Not falling in to three formations a day, picking pecans or marching in parades nearly every weekend, or marching to every meal, are all distinct adjustments the NMMI alums make when they attend NU.  However, interacting, working with, and living among NU’s civilian student body as commissioned officers is a change the LT’s differ in opinion on.

“It’s truly different,” Pyun said about living as a civilian student and Army officer on campus.  “We (LT’s) come here and (think) ‘how are cadets and civilians living together or working together.  It blows my mind.”

“I think it’s important that Norwich has integrated, but I think that there are a lot of standing customs that divide the two lifestyles,” Cortez said of the progressing integration of the campus and the potential for a better relationship among the student body.

The difference in opinion among the NMMI group comes into play when comparing the two corps programs.  “I think that (having a civilian side on campus) doesn’t brainwash the cadets as much,” Pyun said, considering the idea that cadets at NU can go to class and talk to other students in a relaxed environment.

“Three easy words: Duty, honor, achievement.  It’s our credo,” Cortez said of the motto ingrained in the NMMI cadets. “It parallels to what Norwich is all about, that citizen soldier. We do them both. We all hold very significant roles in the (National) Guard, we all have civilian things that we get to do. But, we also know that at all times we have to remember why we are here: to train and to graduate as better officers.”

“Just because you take off your uniform, doesn’t mean you stop being a leader,” Baucke said of the mentality he learned through his experience at NMMI.

Apart from leading the double life of a cadet and a student, tacking on the role as an Army officer is exciting for those like Pyun. “Actually being a lieutenant, being a PL and having my own soldiers (is) awesome,” he said.

During the new lieutenant’s first Army drill, his commander picked him up from the campus. He was given charge of two platoons or soldiers and led up frigid Jay Peak. He was instructed to teach cold weather survival, which he admits to having had little experience with having come from a desert climate, and to lead his platoons down the mountain with no compass or GPS. “I had to be confident about it,” he said.

The LT’s are able to hone their officer-ship skills through assisting the NU Army department cadre.  However, there are not as many opportunities for hands-on involvement as some, such as Pyun, would like to take advantage of. “I wish I could do a lot,” he said.

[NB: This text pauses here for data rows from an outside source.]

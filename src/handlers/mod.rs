pub mod activities;
pub mod auth;
pub mod meta;
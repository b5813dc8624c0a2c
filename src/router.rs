use crate::config::Config;
use crate::db::TrackerStorage;
use crate::handlers::{activities, auth, meta};
use crate::service::{PasswordHasher, TokenIssuer};
use axum::{
    Router,
    routing::{get, post},
};
use chrono::Duration;
use std::path::PathBuf;
use std::sync::Arc;
use tower_http::cors::CorsLayer;
use tower_http::services::{ServeDir, ServeFile};
use tower_http::trace::TraceLayer;

#[derive(Clone)]
pub struct TrackerState {
    pub storage: TrackerStorage,
    pub tokens: TokenIssuer,
    pub passwords: PasswordHasher,
    pub static_dir: Arc<PathBuf>,
}

impl TrackerState {
    pub fn new(storage: TrackerStorage, cfg: &Config) -> Self {
        Self {
            storage,
            tokens: TokenIssuer::new(
                &cfg.secret_key,
                Duration::try_days(cfg.token_ttl_days).unwrap_or(Duration::MAX),
            ),
            passwords: PasswordHasher::new(cfg.password_salt.clone()),
            static_dir: Arc::new(cfg.static_dir.clone()),
        }
    }
}

pub fn tracker_router(state: TrackerState) -> Router {
    let static_dir = state.static_dir.as_ref().clone();
    let index = ServeFile::new(static_dir.join("index.html"));

    Router::new()
        .route_service("/", index)
        .nest_service("/static", ServeDir::new(static_dir))
        .route("/api", get(meta::api_root))
        .route("/health", get(meta::health_check))
        .route("/categories", get(meta::list_categories))
        .route("/auth/register", post(auth::register))
        .route("/signup", post(auth::register))
        .route("/auth/login", post(auth::login))
        .route(
            "/activities",
            post(activities::create_activity).get(activities::list_activities),
        )
        .layer(CorsLayer::permissive())
        .layer(TraceLayer::new_for_http())
        .with_state(state)
}
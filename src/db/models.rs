use chrono::{DateTime, NaiveDate, Utc};
use serde::{Deserialize, Serialize};

#[derive(Debug, Clone, PartialEq)]
pub struct DbUser {
    pub id: i64,
    pub email: String,
    pub password_hash: String,
    pub name: String,
    pub age: Option<i64>,
    pub gender: Option<String>,
    pub is_active: bool,
    pub created_at: Option<DateTime<Utc>>,
    pub last_login: Option<DateTime<Utc>>,
}

/// Insert payload for `users`; the password is already hashed.
#[derive(Debug, Clone)]
pub struct NewUser {
    pub email: String,
    pub password_hash: String,
    pub name: String,
    pub age: Option<i64>,
    pub gender: Option<String>,
}

#[derive(Debug, Clone, Serialize, Deserialize, PartialEq)]
pub struct DbActivity {
    pub id: i64,
    pub user_id: i64,
    pub category: String,
    pub duration_minutes: i64,
    pub notes: Option<String>,
    pub mood_rating: Option<i64>,
    pub photo_url: Option<String>,
    pub activity_date: NaiveDate,
    pub created_at: Option<DateTime<Utc>>,
}

#[derive(Debug, Clone)]
pub struct NewActivity {
    pub category: String,
    pub duration_minutes: i64,
    pub notes: Option<String>,
    pub mood_rating: Option<i64>,
    pub photo_url: Option<String>,
    pub activity_date: NaiveDate,
}
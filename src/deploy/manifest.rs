//! Typed view of the `render.yaml` deployment blueprint and its checks.

use crate::error::TrackerError;
use serde::Deserialize;
use serde_yaml::Value;
use std::collections::HashSet;
use std::path::Path;

/// Keys the service needs bound in the web service environment.
pub const REQUIRED_ENV_KEYS: &[&str] = &[
    "DATABASE_URL",
    "SECRET_KEY",
    "PASSWORD_SALT",
    "RUSTUP_TOOLCHAIN",
];

/// Keys whose values must be generated by the platform, never written in source.
pub const GENERATED_ENV_KEYS: &[&str] = &["SECRET_KEY", "PASSWORD_SALT"];

#[derive(Debug, Clone, Deserialize)]
pub struct Blueprint {
    #[serde(default)]
    pub databases: Vec<DatabaseSpec>,
    #[serde(default)]
    pub services: Vec<ServiceSpec>,
}

#[derive(Debug, Clone, Deserialize)]
#[serde(rename_all = "camelCase")]
pub struct DatabaseSpec {
    pub name: String,
    pub database_name: Option<String>,
    pub user: Option<String>,
    pub plan: Option<String>,
}

#[derive(Debug, Clone, Deserialize)]
#[serde(rename_all = "camelCase")]
pub struct ServiceSpec {
    #[serde(rename = "type")]
    pub kind: String,
    pub name: String,
    #[serde(alias = "env")]
    pub runtime: Option<String>,
    pub plan: Option<String>,
    pub build_command: Option<String>,
    pub start_command: Option<String>,
    pub health_check_path: Option<String>,
    #[serde(default)]
    pub env_vars: Vec<EnvVarSpec>,
}

#[derive(Debug, Clone, Deserialize)]
#[serde(rename_all = "camelCase")]
pub struct EnvVarSpec {
    pub key: String,
    pub value: Option<Value>,
    pub generate_value: Option<bool>,
    pub from_database: Option<ResourceRef>,
    pub from_service: Option<Value>,
    pub sync: Option<bool>,
}

#[derive(Debug, Clone, Deserialize, PartialEq, Eq)]
pub struct ResourceRef {
    pub name: String,
    pub property: String,
}

/// Where an environment value comes from.
#[derive(Debug, Clone, PartialEq, Eq)]
pub enum EnvSource {
    Static(String),
    Generated,
    FromDatabase(ResourceRef),
    FromService,
}

impl EnvVarSpec {
    /// Exactly one source must be declared per key.
    pub fn source(&self) -> Result<EnvSource, TrackerError> {
        let mut sources = Vec::with_capacity(1);
        if let Some(v) = &self.value {
            sources.push(EnvSource::Static(yaml_scalar(v).ok_or_else(|| {
                TrackerError::InvalidManifest(format!("{}: value must be a scalar", self.key))
            })?));
        }
        match self.generate_value {
            Some(true) => sources.push(EnvSource::Generated),
            Some(false) => {
                return Err(TrackerError::InvalidManifest(format!(
                    "{}: generateValue must be true when present",
                    self.key
                )));
            }
            None => {}
        }
        if let Some(r) = &self.from_database {
            sources.push(EnvSource::FromDatabase(r.clone()));
        }
        if self.from_service.is_some() {
            sources.push(EnvSource::FromService);
        }
        match sources.len() {
            1 => Ok(sources.remove(0)),
            0 => Err(TrackerError::InvalidManifest(format!(
                "{}: no value source declared",
                self.key
            ))),
            _ => Err(TrackerError::InvalidManifest(format!(
                "{}: more than one value source declared",
                self.key
            ))),
        }
    }
}

fn yaml_scalar(v: &Value) -> Option<String> {
    match v {
        Value::String(s) => Some(s.clone()),
        Value::Number(n) => Some(n.to_string()),
        Value::Bool(b) => Some(b.to_string()),
        _ => None,
    }
}

#[derive(Debug, Clone, PartialEq, Eq)]
pub struct ManifestSummary {
    pub database: String,
    pub service: String,
    pub build_command: String,
    pub start_command: String,
    pub env_keys: Vec<String>,
}

impl Blueprint {
    pub fn from_yaml_str(raw: &str) -> Result<Self, TrackerError> {
        Ok(serde_yaml::from_str(raw)?)
    }

    pub fn from_path(path: &Path) -> Result<Self, TrackerError> {
        let raw = std::fs::read_to_string(path)?;
        Self::from_yaml_str(&raw)
    }

    pub fn web_service(&self) -> Option<&ServiceSpec> {
        self.services.iter().find(|s| s.kind == "web")
    }

    /// Check topology (one database, one web service) and env bindings.
    pub fn validate(&self) -> Result<ManifestSummary, TrackerError> {
        let [database] = self.databases.as_slice() else {
            return Err(TrackerError::InvalidManifest(format!(
                "expected exactly one database, found {}",
                self.databases.len()
            )));
        };
        let [service] = self.services.as_slice() else {
            return Err(TrackerError::InvalidManifest(format!(
                "expected exactly one service, found {}",
                self.services.len()
            )));
        };
        if service.kind != "web" {
            return Err(TrackerError::InvalidManifest(format!(
                "service '{}' has type '{}', expected 'web'",
                service.name, service.kind
            )));
        }
        let build_command = non_blank(service.build_command.as_deref()).ok_or_else(|| {
            TrackerError::InvalidManifest(format!("service '{}' has no buildCommand", service.name))
        })?;
        let start_command = non_blank(service.start_command.as_deref()).ok_or_else(|| {
            TrackerError::InvalidManifest(format!("service '{}' has no startCommand", service.name))
        })?;

        let mut seen = HashSet::new();
        let mut env_keys = Vec::with_capacity(service.env_vars.len());
        for var in &service.env_vars {
            if !seen.insert(var.key.as_str()) {
                return Err(TrackerError::InvalidManifest(format!(
                    "{}: declared more than once",
                    var.key
                )));
            }
            let source = var.source()?;
            if let EnvSource::FromDatabase(r) = &source
                && r.name != database.name
            {
                return Err(TrackerError::InvalidManifest(format!(
                    "{}: references unknown database '{}'",
                    var.key, r.name
                )));
            }
            check_expected_source(&var.key, &source)?;
            env_keys.push(var.key.clone());
        }

        let missing: Vec<&str> = REQUIRED_ENV_KEYS
            .iter()
            .copied()
            .filter(|k| !seen.contains(k))
            .collect();
        if !missing.is_empty() {
            return Err(TrackerError::InvalidManifest(format!(
                "missing environment keys: {}",
                missing.join(", ")
            )));
        }

        Ok(ManifestSummary {
            database: database.name.clone(),
            service: service.name.clone(),
            build_command: build_command.to_string(),
            start_command: start_command.to_string(),
            env_keys,
        })
    }
}

fn check_expected_source(key: &str, source: &EnvSource) -> Result<(), TrackerError> {
    if GENERATED_ENV_KEYS.contains(&key) && *source != EnvSource::Generated {
        return Err(TrackerError::InvalidManifest(format!(
            "{key}: must use generateValue"
        )));
    }
    if key == "DATABASE_URL" {
        match source {
            EnvSource::FromDatabase(r) if r.property == "connectionString" => {}
            _ => {
                return Err(TrackerError::InvalidManifest(
                    "DATABASE_URL: must come from the database connectionString".to_string(),
                ));
            }
        }
    }
    Ok(())
}

fn non_blank(s: Option<&str>) -> Option<&str> {
    s.map(str::trim).filter(|s| !s.is_empty())
}

#[cfg(test)]
mod tests {
    use super::*;

    const VALID: &str = r#"
databases:
  - name: daily_tracker
    databaseName: daily_tracker
services:
  - type: web
    name: api
    runtime: rust
    buildCommand: ./build.sh
    startCommand: ./target/release/daily-tracker serve
    envVars:
      - key: DATABASE_URL
        fromDatabase:
          name: daily_tracker
          property: connectionString
      - key: SECRET_KEY
        generateValue: true
      - key: PASSWORD_SALT
        generateValue: true
      - key: RUSTUP_TOOLCHAIN
        value: 1.89.0
"#;

    #[test]
    fn valid_blueprint_summarizes() {
        let summary = Blueprint::from_yaml_str(VALID).unwrap().validate().unwrap();
        assert_eq!(summary.database, "daily_tracker");
        assert_eq!(summary.service, "api");
        assert_eq!(summary.build_command, "./build.sh");
        assert_eq!(summary.env_keys.len(), 4);
    }

    #[test]
    fn secret_written_in_source_is_rejected() {
        let raw = VALID.replace(
            "      - key: SECRET_KEY\n        generateValue: true",
            "      - key: SECRET_KEY\n        value: hunter2",
        );
        let err = Blueprint::from_yaml_str(&raw).unwrap().validate().unwrap_err();
        assert!(err.to_string().contains("SECRET_KEY"));
    }

    #[test]
    fn two_sources_for_one_key_is_rejected() {
        let var = EnvVarSpec {
            key: "X".to_string(),
            value: Some(Value::String("a".to_string())),
            generate_value: Some(true),
            from_database: None,
            from_service: None,
            sync: None,
        };
        assert!(var.source().is_err());
    }

    #[test]
    fn numeric_values_are_scalars() {
        let var = EnvVarSpec {
            key: "WORKERS".to_string(),
            value: Some(serde_yaml::from_str("4").unwrap()),
            generate_value: None,
            from_database: None,
            from_service: None,
            sync: None,
        };
        assert_eq!(var.source().unwrap(), EnvSource::Static("4".to_string()));
    }
}
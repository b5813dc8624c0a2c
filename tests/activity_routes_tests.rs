mod common;

use axum::http::StatusCode;
use chrono::{Duration, Utc};
use common::{get_request, json_request, register, send, spawn_app};
use daily_tracker::service::token::{ACCESS_TOKEN_TYPE, AccessClaims};
use serde_json::json;

#[tokio::test]
async fn missing_or_garbage_token_is_challenged() {
    let t = spawn_app().await;

    let missing = send(&t.app, get_request("/activities", None)).await;
    assert_eq!(missing.status, StatusCode::UNAUTHORIZED);
    assert_eq!(missing.error_code(), "UNAUTHORIZED");
    assert_eq!(missing.headers["www-authenticate"], "Bearer");

    let garbage = send(&t.app, get_request("/activities", Some("abc.def.ghi"))).await;
    assert_eq!(garbage.status, StatusCode::UNAUTHORIZED);
    assert_eq!(garbage.json()["error"]["message"], "Invalid token");
}

#[tokio::test]
async fn expired_token_is_rejected() {
    let t = spawn_app().await;
    let (_, user_id) = register(&t.app, "ivy@example.com", "Ivy").await;
    let now = Utc::now();
    let expired = t
        .state
        .tokens
        .sign(&AccessClaims {
            user_id: Some(user_id),
            exp: (now - Duration::hours(3)).timestamp(),
            iat: (now - Duration::days(31)).timestamp(),
            token_type: ACCESS_TOKEN_TYPE.to_string(),
        })
        .unwrap();

    let resp = send(&t.app, get_request("/activities", Some(&expired))).await;
    assert_eq!(resp.status, StatusCode::UNAUTHORIZED);
    assert_eq!(resp.json()["error"]["message"], "Token has expired");
}

#[tokio::test]
async fn create_activity_defaults_date_to_today() {
    let t = spawn_app().await;
    let (token, user_id) = register(&t.app, "jo@example.com", "Jo").await;

    let resp = send(
        &t.app,
        json_request(
            "POST",
            "/activities",
            Some(&token),
            &json!({
                "category": "  Sleep ",
                "duration_minutes": 480,
                "notes": "slept well",
                "mood_rating": 4
            }),
        ),
    )
    .await;
    assert_eq!(resp.status, StatusCode::CREATED, "{}", resp.text);
    let activity = &resp.json()["activity"];
    assert_eq!(activity["user_id"], user_id);
    assert_eq!(activity["category"], "Sleep");
    assert_eq!(activity["duration_minutes"], 480);
    assert_eq!(activity["mood_rating"], 4);
    assert_eq!(
        activity["activity_date"],
        Utc::now().date_naive().format("%Y-%m-%d").to_string()
    );
}

#[tokio::test]
async fn activity_validation_boundaries() {
    let t = spawn_app().await;
    let (token, _) = register(&t.app, "kim@example.com", "Kim").await;

    let cases = [
        (json!({"category": "Sleep", "duration_minutes": 0}), StatusCode::UNPROCESSABLE_ENTITY),
        (json!({"category": "Sleep", "duration_minutes": 1}), StatusCode::CREATED),
        (json!({"category": "Sleep", "duration_minutes": 1440}), StatusCode::CREATED),
        (json!({"category": "Sleep", "duration_minutes": 1441}), StatusCode::UNPROCESSABLE_ENTITY),
        (
            json!({"category": "Sleep", "duration_minutes": 30, "mood_rating": 6}),
            StatusCode::UNPROCESSABLE_ENTITY,
        ),
        (json!({"category": "  ", "duration_minutes": 30}), StatusCode::UNPROCESSABLE_ENTITY),
        (json!({"category": "Gaming", "duration_minutes": 30}), StatusCode::BAD_REQUEST),
        (
            json!({"category": "Sleep", "duration_minutes": 30, "activity_date": "not-a-date"}),
            StatusCode::UNPROCESSABLE_ENTITY,
        ),
    ];

    for (body, expected) in cases {
        let resp = send(&t.app, json_request("POST", "/activities", Some(&token), &body)).await;
        assert_eq!(resp.status, expected, "body {body} -> {}", resp.text);
    }
}

#[tokio::test]
async fn listing_filters_by_date_and_orders_newest_first() {
    let t = spawn_app().await;
    let (token, _) = register(&t.app, "lou@example.com", "Lou").await;

    for (category, minutes, date) in [
        ("Work/Productivity", 240, "2024-05-01"),
        ("Physical Activity/Exercise", 45, "2024-05-02"),
        ("Nutrition/Meals", 30, "2024-05-02"),
    ] {
        let resp = send(
            &t.app,
            json_request(
                "POST",
                "/activities",
                Some(&token),
                &json!({"category": category, "duration_minutes": minutes, "activity_date": date}),
            ),
        )
        .await;
        assert_eq!(resp.status, StatusCode::CREATED, "{}", resp.text);
    }

    let all = send(&t.app, get_request("/activities", Some(&token))).await.json();
    assert_eq!(all["count"], 3);
    assert_eq!(all["total_minutes"], 315);
    let dates: Vec<&str> = all["activities"]
        .as_array()
        .unwrap()
        .iter()
        .map(|a| a["activity_date"].as_str().unwrap())
        .collect();
    assert_eq!(dates, vec!["2024-05-02", "2024-05-02", "2024-05-01"]);
    assert_eq!(all["activities"][0]["category"], "Nutrition/Meals");

    let one_day = send(
        &t.app,
        get_request("/activities?activity_date=2024-05-01", Some(&token)),
    )
    .await
    .json();
    assert_eq!(one_day["count"], 1);
    assert_eq!(one_day["total_minutes"], 240);
    assert_eq!(one_day["activities"][0]["category"], "Work/Productivity");

    let bad = send(
        &t.app,
        get_request("/activities?activity_date=05/01/2024", Some(&token)),
    )
    .await;
    assert_eq!(bad.status, StatusCode::BAD_REQUEST);
}

#[tokio::test]
async fn activities_are_scoped_to_their_owner() {
    let t = spawn_app().await;
    let (owner, _) = register(&t.app, "max@example.com", "Max").await;
    let (other, _) = register(&t.app, "nia@example.com", "Nia").await;

    let resp = send(
        &t.app,
        json_request(
            "POST",
            "/activities",
            Some(&owner),
            &json!({"category": "Social/Leisure", "duration_minutes": 90}),
        ),
    )
    .await;
    assert_eq!(resp.status, StatusCode::CREATED);

    let mine = send(&t.app, get_request("/activities", Some(&owner))).await.json();
    let theirs = send(&t.app, get_request("/activities", Some(&other))).await.json();
    assert_eq!(mine["count"], 1);
    assert_eq!(theirs["count"], 0);
}
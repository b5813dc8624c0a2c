use sha2::{Digest, Sha256};
use subtle::ConstantTimeEq;

/// Salted SHA-256 password hashing. The salt comes from `PASSWORD_SALT`
/// and must stay stable for stored hashes to keep verifying.
#[derive(Clone)]
pub struct PasswordHasher {
    salt: String,
}

impl PasswordHasher {
    pub fn new(salt: impl Into<String>) -> Self {
        Self { salt: salt.into() }
    }

    /// Lowercase hex digest of `password || salt`.
    pub fn hash(&self, password: &str) -> String {
        let mut hasher = Sha256::new();
        hasher.update(password.as_bytes());
        hasher.update(self.salt.as_bytes());
        hex::encode(hasher.finalize())
    }

    pub fn verify(&self, password: &str, stored_hash: &str) -> bool {
        let computed = self.hash(password);
        bool::from(computed.as_bytes().ct_eq(stored_hash.as_bytes()))
    }
}
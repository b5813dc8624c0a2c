pub mod cli;
pub mod config;
pub mod db;
pub mod deploy;
pub mod error;
pub mod handlers;
pub mod middleware;
pub mod router;
pub mod service;
pub mod types;

pub use config::Config;
pub use error::TrackerError;
pub use router::{TrackerState, tracker_router};
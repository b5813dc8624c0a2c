use axum::RequestPartsExt;
use axum::extract::FromRequestParts;
use axum::http::request::Parts;
use axum_extra::TypedHeader;
use headers::{Authorization, authorization::Bearer};

use crate::error::TrackerError;
use crate::router::TrackerState;

/// Caller identity taken from `Authorization: Bearer <token>`.
#[derive(Debug, Clone, Copy, PartialEq, Eq)]
pub struct AuthUser(pub i64);

impl FromRequestParts<TrackerState> for AuthUser {
    type Rejection = TrackerError;

    async fn from_request_parts(
        parts: &mut Parts,
        state: &TrackerState,
    ) -> Result<Self, Self::Rejection> {
        let TypedHeader(Authorization(bearer)) = parts
            .extract::<TypedHeader<Authorization<Bearer>>>()
            .await
            .map_err(|rejection| {
                if rejection.is_missing() {
                    TrackerError::MissingToken
                } else {
                    TrackerError::InvalidToken
                }
            })?;
        let user_id = state.tokens.verify(bearer.token())?;
        Ok(Self(user_id))
    }
}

However, Pyun said that the NU Army cadre fear that the freshly commissioned LT’s will become overwhelmed by their officer duties, academic obligations, and assisting the Army ROTC department. “They’re scared to have us do too much so that our GPA (grade point average) drops.”

The involvement and the familiarity of the military curriculum is possibly a positive prospect for those anxious to be involved like Pyun. “I think that doing less is worse than doing more,” Pyun said, who knows that he tends to become “lazy” if left with a wide-open schedule.

In particular, Pyun wants to be involved with the NU Ranger Challenge Team. “I know I can’t compete anymore,” the former NMMI team member said, “but to at least PT (physically train) with them (would be great).”

The ability to help and train rising NU cadets while attending NU is an important part of the LT’s training to be better officers as well. “That’s what we’re here for, to help train and mold the future leaders of tomorrow,” Baucke said.

“I think once we start getting more NMMI kids, Norwich will start seeing more of a resemblance.  The cadets will start noticing the lieutenants a lot more, maybe we will start having more roles as far as in ROTC,” Olds said, considering the wave of NMMI alums slated to come to NU in the fall. “If they give us more options to help out the ROTC, I know that I want to help out a lot more. We are here to help you, just ask.”